The ConfusionKS checks new location hypotheses and decides whether there is a confusion. A confusion emerges when there are more valid locations in the hypotheses than assumed auditory sources in the scene. In case of a confusion, a ConfusedLocations event is notified and the responsible location hypothesis is placed on the blackboard in the confusionHypotheses category. Otherwise, a PerceivedAzimuth object is added to the blackboard perceivedAzimuths data category, and the standard event is triggered.

binds to GmtkLocationKS.KsFiredEvent
reads data category sourcesAzimuthsDistributionHypotheses
writes data category confusionHyptheses or perceivedAzimuths
triggers event ConfusedLocations or KsFiredEvent

Confusion solving knowledge source: ConfusionSolvingKS

The ConfusionSolvingKS solves localisation confusions by predicting the location probability distribution after head rotation, and comparing it with new location hypotheses received after head rotation is completed. The canExecute method will wait for new location hypotheses; when there is one, it will check whether the head has been turned, otherwise it will not execute. The confusion is then solved by using the old and the new location hypothesis, and a PerceivedAzimuth object is placed on the blackboard.

binds to ConfusionDetectionKS.ConfusedLocations
reads data category confusionHypotheses, headOrientation and sourcesAzimuthsDistributionHypotheses
writes data category perceivedAzimuths
triggers event KsFiredEvent

Head rotation knowledge source: RotationKS

The RotationKS has knowledge on how to move the robotic head in order to solve confusions in source localisation.
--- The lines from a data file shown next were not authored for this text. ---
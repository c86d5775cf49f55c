//! RPC protocol types for daemon communication.
//!
//! This module defines the three envelope shapes (Request, Response,
//! Notification) exchanged between the host and the daemon, plus the error
//! code vocabulary shared by all participants.
//!
//! ## Wire Format
//!
//! Every envelope is a JSON object carrying a fixed `version: "2.0"` marker:
//!
//! ```json
//! {"version": "2.0", "id": 1, "method": "daemon.ping"}
//! {"version": "2.0", "id": 1, "result": {"status": "ok"}}
//! {"version": "2.0", "method": "task.progress", "params": {...}}
//! ```
//!
//! Discrimination is structural and unambiguous: a message with both `id`
//! and `method` is a Request, `id` without `method` is a Response, and
//! `method` without `id` is a Notification. Both the server and the client
//! rely on this three-way split for dispatch.

use serde::{Deserialize, Serialize};
use serde_json::Value;
use std::fmt;
use thiserror::Error;

/// Protocol version marker carried by every envelope.
pub const PROTOCOL_VERSION: &str = "2.0";

/// Error codes used in RPC error responses.
///
/// Standard protocol codes plus custom codes in the -32000 range.
pub mod error_codes {
    pub const PARSE_ERROR: i32 = -32700;
    pub const INVALID_REQUEST: i32 = -32600;
    pub const METHOD_NOT_FOUND: i32 = -32601;
    pub const INVALID_PARAMS: i32 = -32602;
    pub const INTERNAL_ERROR: i32 = -32603;
    pub const TASK_NOT_FOUND: i32 = -32000;
    pub const NO_PROVIDER: i32 = -32001;
    pub const DAEMON_NOT_READY: i32 = -32002;
}

/// Request identifier, chosen by the caller.
///
/// The client allocates numeric ids from a monotonic counter, but the wire
/// format also admits string ids from other callers.
#[derive(Debug, Clone, PartialEq, Eq, Hash, Serialize, Deserialize)]
#[serde(untagged)]
pub enum RequestId {
    Number(u64),
    Text(String),
}

impl fmt::Display for RequestId {
    fn fmt(&self, f: &mut fmt::Formatter<'_>) -> fmt::Result {
        match self {
            RequestId::Number(n) => write!(f, "{}", n),
            RequestId::Text(s) => write!(f, "{}", s),
        }
    }
}

impl From<u64> for RequestId {
    fn from(n: u64) -> Self {
        RequestId::Number(n)
    }
}

impl From<&str> for RequestId {
    fn from(s: &str) -> Self {
        RequestId::Text(s.to_string())
    }
}

/// Error payload carried by an error Response.
///
/// Also used as the client-side error type for failed calls, so timeout and
/// closed-client rejections share the same shape as wire errors.
#[derive(Debug, Clone, PartialEq, Serialize, Deserialize, Error)]
#[error("{message} (code {code})")]
pub struct RpcError {
    /// Defaults to internal-error when a peer omits the code.
    #[serde(default = "default_error_code")]
    pub code: i32,
    pub message: String,
    #[serde(skip_serializing_if = "Option::is_none")]
    pub data: Option<Value>,
}

fn default_error_code() -> i32 {
    error_codes::INTERNAL_ERROR
}

impl RpcError {
    pub fn new(code: i32, message: impl Into<String>) -> Self {
        Self {
            code,
            message: message.into(),
            data: None,
        }
    }

    pub fn parse_error(detail: impl Into<String>) -> Self {
        Self::new(error_codes::PARSE_ERROR, detail)
    }

    pub fn invalid_request(detail: impl Into<String>) -> Self {
        Self::new(error_codes::INVALID_REQUEST, detail)
    }

    pub fn method_not_found(method: &str) -> Self {
        Self::new(
            error_codes::METHOD_NOT_FOUND,
            format!("Method not found: {}", method),
        )
    }

    pub fn invalid_params(detail: impl Into<String>) -> Self {
        Self::new(error_codes::INVALID_PARAMS, detail)
    }

    pub fn internal(detail: impl Into<String>) -> Self {
        Self::new(error_codes::INTERNAL_ERROR, detail)
    }

    pub fn task_not_found(task_id: &str) -> Self {
        Self::new(
            error_codes::TASK_NOT_FOUND,
            format!("Task not found: {}", task_id),
        )
    }

    pub fn no_provider() -> Self {
        Self::new(error_codes::NO_PROVIDER, "No provider configured")
    }

    pub fn daemon_not_ready() -> Self {
        Self::new(error_codes::DAEMON_NOT_READY, "Daemon not ready")
    }

    /// Client-side rejection for a call outstanding when the client closed.
    pub fn client_closed() -> Self {
        Self::new(error_codes::INTERNAL_ERROR, "client closed")
    }

    /// Client-side rejection for a call that exceeded its timeout.
    pub fn call_timeout(method: &str, timeout_ms: u128) -> Self {
        Self::new(
            error_codes::INTERNAL_ERROR,
            format!("Call to '{}' timed out after {} ms", method, timeout_ms),
        )
    }
}

impl From<crate::error::ForemanError> for RpcError {
    fn from(err: crate::error::ForemanError) -> Self {
        use crate::error::ForemanError;
        match err {
            ForemanError::TaskNotFound(id) => RpcError::task_not_found(&id),
            ForemanError::DaemonNotReady => RpcError::daemon_not_ready(),
            ForemanError::InvalidCron(detail) => RpcError::invalid_params(detail),
            ForemanError::InvalidArgument(detail) => RpcError::invalid_params(detail),
            ForemanError::Rpc(e) => e,
            other => RpcError::internal(other.to_string()),
        }
    }
}

/// A call from one endpoint to the other, answered by exactly one Response.
#[derive(Debug, Clone, PartialEq)]
pub struct Request {
    pub id: RequestId,
    pub method: String,
    pub params: Option<Value>,
}

/// The answer to a Request, correlated by `id`.
///
/// Exactly one of `result`/`error` is present.
#[derive(Debug, Clone, PartialEq)]
pub struct Response {
    pub id: RequestId,
    pub result: Option<Value>,
    pub error: Option<RpcError>,
}

/// A one-way push with no `id`; never answered.
#[derive(Debug, Clone, PartialEq)]
pub struct Notification {
    pub method: String,
    pub params: Option<Value>,
}

/// One message on the wire.
#[derive(Debug, Clone, PartialEq)]
pub enum Message {
    Request(Request),
    Response(Response),
    Notification(Notification),
}

impl Message {
    pub fn request(id: impl Into<RequestId>, method: impl Into<String>, params: Option<Value>) -> Self {
        Message::Request(Request {
            id: id.into(),
            method: method.into(),
            params,
        })
    }

    pub fn response(id: RequestId, result: Value) -> Self {
        Message::Response(Response {
            id,
            result: Some(result),
            error: None,
        })
    }

    pub fn error_response(id: RequestId, error: RpcError) -> Self {
        Message::Response(Response {
            id,
            result: None,
            error: Some(error),
        })
    }

    pub fn notification(method: impl Into<String>, params: Option<Value>) -> Self {
        Message::Notification(Notification {
            method: method.into(),
            params,
        })
    }
}

/// Flattened envelope used for (de)serialization.
///
/// `Message` variants are structural, not tagged, so serde derive cannot
/// discriminate them directly; this intermediate carries all optional fields
/// and the conversion enforces the id/method rules.
#[derive(Serialize, Deserialize)]
struct RawEnvelope {
    version: String,
    #[serde(skip_serializing_if = "Option::is_none")]
    id: Option<RequestId>,
    #[serde(skip_serializing_if = "Option::is_none")]
    method: Option<String>,
    #[serde(skip_serializing_if = "Option::is_none")]
    params: Option<Value>,
    #[serde(skip_serializing_if = "Option::is_none")]
    result: Option<Value>,
    #[serde(skip_serializing_if = "Option::is_none")]
    error: Option<RpcError>,
}

impl From<&Message> for RawEnvelope {
    fn from(message: &Message) -> Self {
        let mut raw = RawEnvelope {
            version: PROTOCOL_VERSION.to_string(),
            id: None,
            method: None,
            params: None,
            result: None,
            error: None,
        };
        match message {
            Message::Request(r) => {
                raw.id = Some(r.id.clone());
                raw.method = Some(r.method.clone());
                raw.params = r.params.clone();
            }
            Message::Response(r) => {
                raw.id = Some(r.id.clone());
                raw.result = r.result.clone();
                raw.error = r.error.clone();
            }
            Message::Notification(n) => {
                raw.method = Some(n.method.clone());
                raw.params = n.params.clone();
            }
        }
        raw
    }
}

impl TryFrom<RawEnvelope> for Message {
    type Error = String;

    fn try_from(raw: RawEnvelope) -> std::result::Result<Self, String> {
        match (raw.id, raw.method) {
            (Some(id), Some(method)) => Ok(Message::Request(Request {
                id,
                method,
                params: raw.params,
            })),
            (Some(id), None) => Ok(Message::Response(Response {
                id,
                result: raw.result,
                error: raw.error,
            })),
            (None, Some(method)) => Ok(Message::Notification(Notification {
                method,
                params: raw.params,
            })),
            (None, None) => Err("envelope has neither id nor method".to_string()),
        }
    }
}

impl Serialize for Message {
    fn serialize<S: serde::Serializer>(&self, serializer: S) -> std::result::Result<S::Ok, S::Error> {
        RawEnvelope::from(self).serialize(serializer)
    }
}

impl<'de> Deserialize<'de> for Message {
    fn deserialize<D: serde::Deserializer<'de>>(deserializer: D) -> std::result::Result<Self, D::Error> {
        let raw = RawEnvelope::deserialize(deserializer)?;
        Message::try_from(raw).map_err(serde::de::Error::custom)
    }
}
If there is no other head rotation already scheduled, the knowledge source uses the robot interface to turn the head.

binds to ConfusionKS.ConfusedLocations
reads data category confusionHypotheses, headOrientation
writes data category headOrientation

Identification knowledge sources

This section focuses on implementation of sound identification knowledge sources within the blackboard framework.

Identity knowledge source: IdentityKS

Objects of class IdentityKS implement source type models, by incorporating an instance of a model (which has to implement the models.Base interface) with knowledge about the relationship of auditory cues and certain sound source types. Many Identity knowledge sources can be used concurrently; usually, for each sound class to be identified, you would instantiate an object of class IdentityKS with the respective model. The models get loaded from directories you specify upon construction, and should be created with the sec-idTrainPipeline. The model object of IdentityKS can employ any kind of model, such as a linear support vector machine, or a Gaussian mixture model. The IdentityKS needs access to signals, thus it is a subclass of AuditoryFrontEndDepKS (see Section sec-afe-dep-knowledge-source). The model object holds the signal request structure.

The knowledge source predicts, based on the incorporated source model, whether the currently received auditory stream includes an auditory object of the sound type it represents.

binds to AuditoryFrontEndKS.KsFiredEvent
writes data category identityHypotheses
triggers event KsFiredEvent

Have a look at the example sec-examples-identification to see IdentityKS in action.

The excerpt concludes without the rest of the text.